Task prompt:
Copy each line in the data below that contains the word "Item".

Data to examine:
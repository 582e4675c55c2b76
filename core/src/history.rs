//! Vendor amount history: the read-only snapshot fed to scoring.
//!
//! The persistence collaborator normally supplies the rolling statistics
//! directly. `from_records` exists for callers that only hold the raw
//! prior documents.

use crate::{
    document::DocumentRecord,
    types::{MinorUnits, VendorId},
};
use serde::{Deserialize, Serialize};

#[derive(Debug, Clone, PartialEq, Serialize, Deserialize)]
pub struct VendorHistory {
    pub vendor_id: VendorId,
    /// `None` means the statistics cover all categories of this vendor.
    #[serde(default)]
    pub category: Option<String>,
    pub sample_count: u32,
    /// Mean amount in minor units.
    pub mean: f64,
    /// Population variance of amounts, minor units squared.
    pub variance: f64,
}

impl VendorHistory {
    /// No prior data for this vendor.
    pub fn empty(vendor_id: impl Into<VendorId>) -> Self {
        Self {
            vendor_id: vendor_id.into(),
            category: None,
            sample_count: 0,
            mean: 0.0,
            variance: 0.0,
        }
    }

    /// Welford's running mean/variance over the given amounts.
    pub fn from_amounts<I>(vendor_id: impl Into<VendorId>, amounts: I) -> Self
    where
        I: IntoIterator<Item = MinorUnits>,
    {
        let mut count = 0u32;
        let mut mean = 0.0f64;
        let mut m2 = 0.0f64;
        for amount in amounts {
            count += 1;
            let x = amount as f64;
            let delta = x - mean;
            mean += delta / count as f64;
            m2 += delta * (x - mean);
        }
        Self {
            vendor_id: vendor_id.into(),
            category: None,
            sample_count: count,
            mean,
            variance: if count > 0 { m2 / count as f64 } else { 0.0 },
        }
    }

    /// Statistics over the known totals of `vendor_id`'s records,
    /// optionally restricted to one category.
    pub fn from_records<'a, I>(vendor_id: &str, category: Option<&str>, records: I) -> Self
    where
        I: IntoIterator<Item = &'a DocumentRecord>,
    {
        let amounts = records
            .into_iter()
            .filter(|r| r.vendor_id == vendor_id)
            .filter(|r| category.is_none() || r.category.as_deref() == category)
            .filter_map(DocumentRecord::known_total);
        let mut history = Self::from_amounts(vendor_id, amounts);
        history.category = category.map(str::to_string);
        history
    }

    pub fn std_dev(&self) -> f64 {
        self.variance.max(0.0).sqrt()
    }
}
//! Indicator model: the static policy every other component reads.
//!
//! Holds the weight table for discrete fraud indicators and every
//! severity breakpoint the engine uses. Nothing here has behaviour
//! beyond lookups; values are auditor-tunable through EngineConfig.

use serde::{Deserialize, Serialize};
use std::collections::BTreeMap;
use std::fmt;

// ── Indicators ───────────────────────────────────────────────────────────────

/// Discrete fraud-risk signal kinds raised by the extraction collaborator.
/// Declaration order is the canonical breakdown order for equal contributions.
#[derive(Debug, Clone, Copy, PartialEq, Eq, PartialOrd, Ord, Hash, Serialize, Deserialize)]
#[serde(rename_all = "snake_case")]
pub enum IndicatorKind {
    DuplicateRisk,
    PriceAnomaly,
    VendorRisk,
    MissingFields,
    TimingAnomaly,
    RoundNumberBias,
}

impl IndicatorKind {
    pub const ALL: [IndicatorKind; 6] = [
        Self::DuplicateRisk,
        Self::PriceAnomaly,
        Self::VendorRisk,
        Self::MissingFields,
        Self::TimingAnomaly,
        Self::RoundNumberBias,
    ];

    pub fn default_weight(&self) -> u32 {
        match self {
            Self::DuplicateRisk => 25,
            Self::PriceAnomaly => 25,
            Self::VendorRisk => 25,
            Self::MissingFields => 25,
            Self::TimingAnomaly => 15,
            Self::RoundNumberBias => 10,
        }
    }

    pub fn name(&self) -> &'static str {
        match self {
            Self::DuplicateRisk => "duplicate_risk",
            Self::PriceAnomaly => "price_anomaly",
            Self::VendorRisk => "vendor_risk",
            Self::MissingFields => "missing_fields",
            Self::TimingAnomaly => "timing_anomaly",
            Self::RoundNumberBias => "round_number_bias",
        }
    }
}

/// A raw indicator flag. `magnitude` is informational (e.g. percentage
/// deviation reported by extraction) and never changes the weight.
#[derive(Debug, Clone, PartialEq, Serialize, Deserialize)]
pub struct FraudIndicator {
    pub kind: IndicatorKind,
    #[serde(default)]
    pub magnitude: Option<f64>,
}

impl FraudIndicator {
    pub fn new(kind: IndicatorKind) -> Self {
        Self { kind, magnitude: None }
    }

    pub fn with_magnitude(kind: IndicatorKind, magnitude: f64) -> Self {
        Self { kind, magnitude: Some(magnitude) }
    }
}

// ── Severity ─────────────────────────────────────────────────────────────────

/// Shared four-tier scale: risk bands, discrepancy and case severity.
/// Ordering is meaningful (Low < Medium < High < Critical).
#[derive(Debug, Clone, Copy, PartialEq, Eq, PartialOrd, Ord, Hash, Serialize, Deserialize)]
#[serde(rename_all = "lowercase")]
pub enum Severity {
    Low,
    Medium,
    High,
    Critical,
}

impl fmt::Display for Severity {
    fn fmt(&self, f: &mut fmt::Formatter<'_>) -> fmt::Result {
        match self {
            Self::Low => write!(f, "low"),
            Self::Medium => write!(f, "medium"),
            Self::High => write!(f, "high"),
            Self::Critical => write!(f, "critical"),
        }
    }
}

/// Lower bounds of each risk band. A value equal to a bound belongs to
/// the higher band.
#[derive(Debug, Clone, PartialEq, Serialize, Deserialize)]
#[serde(default)]
pub struct ScoreBands {
    pub medium: u32,
    pub high: u32,
    pub critical: u32,
}

impl Default for ScoreBands {
    fn default() -> Self {
        Self { medium: 25, high: 50, critical: 75 }
    }
}

/// Lower bounds of |financial impact| / contract value per severity.
#[derive(Debug, Clone, PartialEq, Serialize, Deserialize)]
#[serde(default)]
pub struct ImpactBands {
    pub medium: f64,
    pub high: f64,
    pub critical: f64,
}

impl Default for ImpactBands {
    fn default() -> Self {
        Self { medium: 0.02, high: 0.10, critical: 0.25 }
    }
}

/// Points deducted from the compliance score per discrepancy.
#[derive(Debug, Clone, PartialEq, Serialize, Deserialize)]
#[serde(default)]
pub struct SeverityWeights {
    pub low: u32,
    pub medium: u32,
    pub high: u32,
    pub critical: u32,
}

impl Default for SeverityWeights {
    fn default() -> Self {
        Self { low: 5, medium: 15, high: 30, critical: 50 }
    }
}

/// Confidence floors mapping a duplicate match onto the severity scale.
#[derive(Debug, Clone, PartialEq, Serialize, Deserialize)]
#[serde(default)]
pub struct DuplicateSeverity {
    pub medium: u8,
    pub high: u8,
}

impl Default for DuplicateSeverity {
    fn default() -> Self {
        Self { medium: 70, high: 90 }
    }
}

// ── Model ────────────────────────────────────────────────────────────────────

#[derive(Debug, Clone, PartialEq, Serialize, Deserialize)]
#[serde(default)]
pub struct IndicatorModel {
    /// Kinds missing from the table fall back to `default_weight()`.
    pub weights: BTreeMap<IndicatorKind, u32>,
    pub score_bands: ScoreBands,
    pub impact_bands: ImpactBands,
    pub severity_weights: SeverityWeights,
    pub duplicate_severity: DuplicateSeverity,
}

impl Default for IndicatorModel {
    fn default() -> Self {
        Self {
            weights: IndicatorKind::ALL
                .iter()
                .map(|k| (*k, k.default_weight()))
                .collect(),
            score_bands: ScoreBands::default(),
            impact_bands: ImpactBands::default(),
            severity_weights: SeverityWeights::default(),
            duplicate_severity: DuplicateSeverity::default(),
        }
    }
}

impl IndicatorModel {
    pub fn weight(&self, kind: IndicatorKind) -> u32 {
        self.weights
            .get(&kind)
            .copied()
            .unwrap_or_else(|| kind.default_weight())
    }

    pub fn band_for_score(&self, value: u32) -> Severity {
        let b = &self.score_bands;
        if value >= b.critical {
            Severity::Critical
        } else if value >= b.high {
            Severity::High
        } else if value >= b.medium {
            Severity::Medium
        } else {
            Severity::Low
        }
    }

    pub fn severity_for_ratio(&self, ratio: f64) -> Severity {
        let b = &self.impact_bands;
        if ratio >= b.critical {
            Severity::Critical
        } else if ratio >= b.high {
            Severity::High
        } else if ratio >= b.medium {
            Severity::Medium
        } else {
            Severity::Low
        }
    }

    pub fn severity_weight(&self, severity: Severity) -> u32 {
        let w = &self.severity_weights;
        match severity {
            Severity::Low => w.low,
            Severity::Medium => w.medium,
            Severity::High => w.high,
            Severity::Critical => w.critical,
        }
    }

    pub fn severity_for_confidence(&self, confidence: u8) -> Severity {
        let d = &self.duplicate_severity;
        if confidence >= d.high {
            Severity::High
        } else if confidence >= d.medium {
            Severity::Medium
        } else {
            Severity::Low
        }
    }
}

#[cfg(test)]
mod tests {
    use super::*;

    #[test]
    fn band_boundaries_belong_to_higher_band() {
        let model = IndicatorModel::default();
        assert_eq!(model.band_for_score(0), Severity::Low);
        assert_eq!(model.band_for_score(24), Severity::Low);
        assert_eq!(model.band_for_score(25), Severity::Medium);
        assert_eq!(model.band_for_score(49), Severity::Medium);
        assert_eq!(model.band_for_score(50), Severity::High);
        assert_eq!(model.band_for_score(74), Severity::High);
        assert_eq!(model.band_for_score(75), Severity::Critical);
        assert_eq!(model.band_for_score(100), Severity::Critical);
    }

    #[test]
    fn impact_ratio_bands() {
        let model = IndicatorModel::default();
        assert_eq!(model.severity_for_ratio(0.019), Severity::Low);
        assert_eq!(model.severity_for_ratio(0.02), Severity::Medium);
        assert_eq!(model.severity_for_ratio(0.10), Severity::High);
        assert_eq!(model.severity_for_ratio(0.25), Severity::Critical);
    }

    #[test]
    fn missing_weight_falls_back_to_default() {
        let mut model = IndicatorModel::default();
        model.weights.remove(&IndicatorKind::TimingAnomaly);
        model.weights.insert(IndicatorKind::VendorRisk, 40);
        assert_eq!(model.weight(IndicatorKind::TimingAnomaly), 15);
        assert_eq!(model.weight(IndicatorKind::VendorRisk), 40);
    }

    #[test]
    fn weight_table_deserializes_from_snake_case_keys() {
        let json = r#"{ "weights": { "vendor_risk": 30 } }"#;
        let model: IndicatorModel = serde_json::from_str(json).unwrap();
        assert_eq!(model.weight(IndicatorKind::VendorRisk), 30);
        assert_eq!(model.weight(IndicatorKind::DuplicateRisk), 25);
        assert_eq!(model.score_bands, ScoreBands::default());
    }
}
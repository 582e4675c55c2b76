//! The extraction boundary.
//!
//! RULE: OCR and free-text parsing live behind this trait, outside the
//! engine. An extractor either returns a fully-typed DocumentRecord
//! (unknown fields as `None`) or an ExtractionError. The engine never
//! sees raw text.

use crate::document::DocumentRecord;
use thiserror::Error;

#[derive(Error, Debug)]
pub enum ExtractionError {
    #[error("Source '{source_ref}' unreadable: {reason}")]
    Unreadable { source_ref: String, reason: String },

    #[error("Source '{source_ref}' is not a supported document")]
    Unsupported { source_ref: String },

    #[error("Malformed extraction output: {0}")]
    Malformed(#[from] serde_json::Error),
}

/// The contract every extraction collaborator must fulfill.
pub trait DocumentExtractor: Send + Sync {
    /// Unique stable name, recorded alongside decisions.
    fn name(&self) -> &'static str;

    /// Turn one source reference (path, object key, ...) into a record.
    fn extract(&self, source_ref: &str) -> Result<DocumentRecord, ExtractionError>;
}
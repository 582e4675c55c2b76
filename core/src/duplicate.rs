//! Duplicate detection against a caller-supplied corpus snapshot.
//!
//! Two independent rules per candidate, best one kept:
//!   1. ExactNumber   - identical non-empty document number
//!   2. CompositeKey  - same vendor + type, amount within tolerance,
//!                      issue dates within the window
//!
//! Every rule is symmetric in (record, candidate), so matching A against
//! {B} and B against {A} always agrees on kind and confidence.

use crate::{
    config::DuplicateConfig,
    document::DocumentRecord,
    types::DocumentId,
};
use chrono::NaiveDate;
use serde::{Deserialize, Serialize};
use std::cmp::Ordering;

#[derive(Debug, Clone, Copy, PartialEq, Eq, Serialize, Deserialize)]
#[serde(rename_all = "snake_case")]
pub enum MatchKind {
    ExactNumber,
    CompositeKey,
}

#[derive(Debug, Clone, PartialEq, Eq, Serialize, Deserialize)]
pub struct DuplicateMatch {
    pub document_id: DocumentId,
    pub candidate_id: DocumentId,
    pub match_kind: MatchKind,
    pub confidence: u8,
    /// Candidate issue date, used for ordering.
    pub candidate_issue_date: Option<NaiveDate>,
}

/// Single pass over `corpus`. The record itself (same id) is skipped.
pub fn find_duplicates<'a, I>(
    record: &DocumentRecord,
    corpus: I,
    config: &DuplicateConfig,
) -> Vec<DuplicateMatch>
where
    I: IntoIterator<Item = &'a DocumentRecord>,
{
    let mut matches: Vec<DuplicateMatch> = corpus
        .into_iter()
        .filter(|candidate| candidate.id != record.id)
        .filter_map(|candidate| best_match(record, candidate, config))
        .collect();

    matches.sort_by(|a, b| {
        b.confidence
            .cmp(&a.confidence)
            .then_with(|| newest_first(a.candidate_issue_date, b.candidate_issue_date))
            .then_with(|| a.candidate_id.cmp(&b.candidate_id))
    });

    log::debug!("document {} duplicate candidates: {}", record.id, matches.len());
    matches
}

/// Best rule outcome for one pair, if any rule fires.
pub fn best_match(
    record: &DocumentRecord,
    candidate: &DocumentRecord,
    config: &DuplicateConfig,
) -> Option<DuplicateMatch> {
    let exact = exact_number(record, candidate).then_some((MatchKind::ExactNumber, config.exact_confidence));
    let composite = composite_confidence(record, candidate, config).map(|c| (MatchKind::CompositeKey, c));

    let (match_kind, confidence) = match (exact, composite) {
        (Some(e), Some(c)) => if e.1 >= c.1 { e } else { c },
        (Some(e), None) => e,
        (None, Some(c)) => c,
        (None, None) => return None,
    };

    Some(DuplicateMatch {
        document_id: record.id.clone(),
        candidate_id: candidate.id.clone(),
        match_kind,
        confidence,
        candidate_issue_date: candidate.issue_date,
    })
}

fn exact_number(a: &DocumentRecord, b: &DocumentRecord) -> bool {
    match (a.number_key(), b.number_key()) {
        (Some(x), Some(y)) => x == y,
        _ => false,
    }
}

fn composite_confidence(
    a: &DocumentRecord,
    b: &DocumentRecord,
    config: &DuplicateConfig,
) -> Option<u8> {
    if a.vendor_id != b.vendor_id || a.document_type != b.document_type {
        return None;
    }
    let (amount_a, amount_b) = (a.known_total()?, b.known_total()?);
    let larger = amount_a.max(amount_b) as f64;
    let diff = (amount_a - amount_b).abs() as f64;
    if diff > larger * config.amount_tolerance {
        return None;
    }

    let gap = (a.issue_date? - b.issue_date?).num_days().abs();
    if gap > config.date_window_days {
        return None;
    }

    let top = config.composite_confidence as f64;
    let floor = config.composite_floor_confidence as f64;
    let fraction = gap as f64 / config.date_window_days as f64;
    Some((top - (top - floor) * fraction).round() as u8)
}

fn newest_first(a: Option<NaiveDate>, b: Option<NaiveDate>) -> Ordering {
    match (a, b) {
        (Some(x), Some(y)) => y.cmp(&x),
        (Some(_), None) => Ordering::Less,
        (None, Some(_)) => Ordering::Greater,
        (None, None) => Ordering::Equal,
    }
}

Reply to the exercise:
        I: IntoIterator<Item = MinorUnits>,
        I: IntoIterator<Item = &'a DocumentRecord>,
    I: IntoIterator<Item = &'a DocumentRecord>,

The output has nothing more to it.